Investigating the regulation of AMP-activated protein kinase and SNF1

Abstract

AMP-activated protein kinase (AMPK) has long been known to play a critical role in the maintenance of energy homeostasis through direct interaction with or altering gene and protein expression of key players in diverse metabolic pathways. AMPK has been implicated in a number of diseases with roots in metabolic dysregulation, including obesity, type 2 diabetes and cancer. Elucidating the regulation of AMPK is an important part in understanding the progression of these diseases, and for developing small molecule modulators of AMPK activity which could have therapeutic applications. AMPK activity is determined by the phosphorylation status of T172 in the activation loop of the α subunit kinase domain. Binding of AMP to the γ subunit also increases its activity, primarily by preventing dephosphorylation of T172 but also by direct allosteric activation of the complex. The overall aim of this study was to investigate nucleotide regulation of AMPK. Site-directed mutagenesis studies showed that loss of highly conserved residues in γ1 disrupts regulation of both dephosphorylation and allosteric activation of AMPK by AMP. However, my studies revealed that these mutations do not have site-specific effects.
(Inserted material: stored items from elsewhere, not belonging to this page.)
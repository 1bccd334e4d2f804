//! The session workflow: Ingestion -> Quiz -> Evaluation -> Feedback ->
//! Resources, threaded through the session store, plus the pure pieces it
//! is built from (grading, the difficulty-adaptation rule, local fallbacks).
//!
//! Validation errors reject before any session mutation. Grading is fully
//! local and deterministic; the LLM only supplies generation, extraction,
//! and feedback prose.

use rand::seq::SliceRandom;
use tracing::{error, info, instrument};

use crate::domain::{
  Difficulty, Evaluation, Question, Quiz, Resource, OPTIONS_PER_QUESTION, QUIZ_LEN,
};
use crate::error::TutorError;
use crate::extract;
use crate::resources::find_resources;
use crate::state::AppState;
use crate::util::normalize_answer;
use uuid::Uuid;

/// Everything `POST /quiz/submit` reports back for one graded round.
#[derive(Debug)]
pub struct SubmitOutcome {
  pub score: u8,
  pub weak_topics: Vec<String>,
  pub feedback: String,
  pub recommendations: Vec<Resource>,
  pub next_difficulty: Difficulty,
}

// -------- Orchestration steps --------

/// Ingestion step: extract concepts from material and store them, creating
/// the session if needed. Resets any quiz/evaluation from prior material;
/// history and the adapted difficulty survive re-ingestion.
#[instrument(level = "info", skip(state, text), fields(text_len = text.len(), has_session = session_id.is_some()))]
pub async fn ingest(
  state: &AppState,
  session_id: Option<String>,
  text: &str,
) -> Result<(String, Vec<String>), TutorError> {
  let concepts = extract::extract_concepts(state.llm.as_ref(), &state.prompts, text).await?;

  let id = state.store.create(session_id).await;
  let stored = concepts.clone();
  state
    .store
    .update(
      &id,
      Box::new(move |s| {
        s.concepts = stored;
        s.last_quiz = None;
        s.last_evaluation = None;
      }),
    )
    .await?;

  info!(target: "session", session = %id, n_concepts = concepts.len(), "Material ingested");
  Ok((id, concepts))
}

/// Quiz step: generate a quiz from the stored concepts at either the
/// requested difficulty or the adapted one (default Medium), then persist it
/// as the session's active quiz.
#[instrument(level = "info", skip(state), fields(session = %session_id))]
pub async fn quiz_step(
  state: &AppState,
  session_id: &str,
  requested: Option<&str>,
) -> Result<Quiz, TutorError> {
  let session = state.store.get(session_id).await?;
  if session.concepts.is_empty() {
    return Err(TutorError::InsufficientContext);
  }

  let difficulty = match requested {
    Some(s) if !s.trim().is_empty() => Difficulty::parse_or_default(Some(s)),
    _ => session.next_difficulty.unwrap_or(Difficulty::Medium),
  };

  let quiz = match &state.llm {
    Some(llm) => llm.generate_quiz(&state.prompts, &session.concepts, difficulty).await?,
    None => local_quiz(&session.concepts, difficulty),
  };

  let stored = quiz.clone();
  state
    .store
    .update(
      session_id,
      Box::new(move |s| {
        s.last_quiz = Some(stored);
        s.last_evaluation = None;
      }),
    )
    .await?;

  info!(target: "session", session = %session_id, quiz = %quiz.id, %difficulty, "Quiz generated and stored");
  Ok(quiz)
}

/// Submit step: grade the active quiz, compose feedback, pick the next
/// difficulty, look up remedial resources, and persist the round.
#[instrument(level = "info", skip(state, answers), fields(session = %session_id, n_answers = answers.len()))]
pub async fn submit_step(
  state: &AppState,
  session_id: &str,
  answers: &[String],
) -> Result<SubmitOutcome, TutorError> {
  let session = state.store.get(session_id).await?;
  let quiz = session.last_quiz.ok_or(TutorError::NoActiveQuiz)?;

  let evaluation = evaluate(&quiz, answers)?;
  let next = next_difficulty(evaluation.score);

  // Feedback prose degrades to the local composer if the model misbehaves;
  // the difficulty rule and the score are already settled at this point.
  let feedback = match &state.llm {
    Some(llm) => {
      match llm
        .feedback_text(&state.prompts, evaluation.score, quiz.difficulty, &evaluation.weak_topics)
        .await
      {
        Ok(t) if !t.trim().is_empty() => t,
        Ok(_) => local_feedback(evaluation.score, &evaluation.weak_topics, next),
        Err(e) => {
          error!(target: "tutor", error = %e, "LLM feedback failed; using local composer");
          local_feedback(evaluation.score, &evaluation.weak_topics, next)
        }
      }
    }
    None => local_feedback(evaluation.score, &evaluation.weak_topics, next),
  };

  let recommendations = find_resources(&evaluation.weak_topics);

  let stored = evaluation.clone();
  state
    .store
    .update(
      session_id,
      Box::new(move |s| {
        s.last_evaluation = Some(stored.clone());
        s.next_difficulty = Some(next);
        s.history.push(stored);
      }),
    )
    .await?;

  info!(target: "session", session = %session_id, score = evaluation.score, next = %next, "Round graded");
  Ok(SubmitOutcome {
    score: evaluation.score,
    weak_topics: evaluation.weak_topics,
    feedback,
    recommendations,
    next_difficulty: next,
  })
}

// -------- Pure pieces --------

/// Grade an answer set against a quiz. Exact match per position after
/// trimming and lowercasing; no partial credit.
pub fn evaluate(quiz: &Quiz, answers: &[String]) -> Result<Evaluation, TutorError> {
  if answers.len() != quiz.questions.len() {
    return Err(TutorError::LengthMismatch {
      expected: quiz.questions.len(),
      got: answers.len(),
    });
  }

  let per_question: Vec<bool> = quiz
    .questions
    .iter()
    .zip(answers)
    .map(|(q, a)| normalize_answer(a) == normalize_answer(&q.correct))
    .collect();

  let correct_count = per_question.iter().filter(|&&ok| ok).count();
  let score = (100.0 * correct_count as f64 / quiz.questions.len() as f64).round() as u8;

  let mut weak_topics: Vec<String> = Vec::new();
  for (q, ok) in quiz.questions.iter().zip(&per_question) {
    if !ok && !weak_topics.iter().any(|t| t.eq_ignore_ascii_case(&q.concept)) {
      weak_topics.push(q.concept.clone());
    }
  }

  Ok(Evaluation { score, weak_topics, per_question })
}

/// The adaptation rule. The boundary is intentionally asymmetric: 80 falls
/// through to Medium while 81 goes Hard.
pub fn next_difficulty(score: u8) -> Difficulty {
  if score > 80 {
    Difficulty::Hard
  } else if score < 50 {
    Difficulty::Easy
  } else {
    Difficulty::Medium
  }
}

/// Offline quiz generator: one templated question per concept, round-robin,
/// options shuffled. Keeps the full loop testable without an API key.
pub fn local_quiz(concepts: &[String], difficulty: Difficulty) -> Quiz {
  let mut rng = rand::thread_rng();
  let mut questions = Vec::with_capacity(QUIZ_LEN);

  for i in 0..QUIZ_LEN {
    let concept = &concepts[i % concepts.len()];
    let correct = format!("{} is covered by the study material", concept);
    let mut options = vec![
      correct.clone(),
      format!("{} is unrelated to the material", concept),
      "None of the material mentions this".to_string(),
      "The material contradicts this idea".to_string(),
    ];
    debug_assert_eq!(options.len(), OPTIONS_PER_QUESTION);
    options.shuffle(&mut rng);

    questions.push(Question {
      prompt: format!("Which statement about \"{}\" matches the material?", concept),
      options,
      correct,
      explanation: format!("\"{}\" was extracted as a core concept.", concept),
      concept: concept.clone(),
    });
  }

  Quiz { id: Uuid::new_v4().to_string(), difficulty, questions }
}

/// Deterministic feedback composer used when no LLM is configured (or when
/// the model call fails).
pub fn local_feedback(score: u8, weak_topics: &[String], next: Difficulty) -> String {
  let opening = match score {
    81..=100 => "Excellent work!",
    50..=80 => "Good effort — you're getting there.",
    _ => "Don't worry, this takes practice.",
  };
  if weak_topics.is_empty() {
    format!(
      "{} You scored {}/100 with no weak topics. The next quiz will be {}.",
      opening, score, next
    )
  } else {
    format!(
      "{} You scored {}/100. Review these topics before the next round: {}. The next quiz will be {}.",
      opening,
      score,
      weak_topics.join(", "),
      next
    )
  }
}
The role of ADP in AMPK regulation was also investigated following the observation that this nucleotide also prevented dephosphorylation and inactivation of AMPK. The action of ADP on AMPK activity was characterised in wild-type complexes and insights from new structures of the active AMPK complex has provided insight into the molecular mechanism underlying AMP/ADP protection and dephosphorylation of T172. The yeast homologue of AMPK, SNF1, plays a central role in responding to glucose limitation and adaption to alternative carbon sources. Recombinant SNF1 complexes were used to show that ADP is the long-sought metabolite responsible for transmitting this low glucose signal and activates SNF1 by a similar mechanism to that seen in AMPK, preventing dephosphorylation and inactivation. Together these studies identify an important activator of both AMPK and SNF1, drawing parallels between these two systems and characterising a highly conserved regulatory mechanism, suggesting that ADP may represent a unifying trigger for activation of AMPK homologues in diverse species. Finally a potential link between AMPK and redox metabolism was identified in the form of NADH, opening new avenues of research in this field.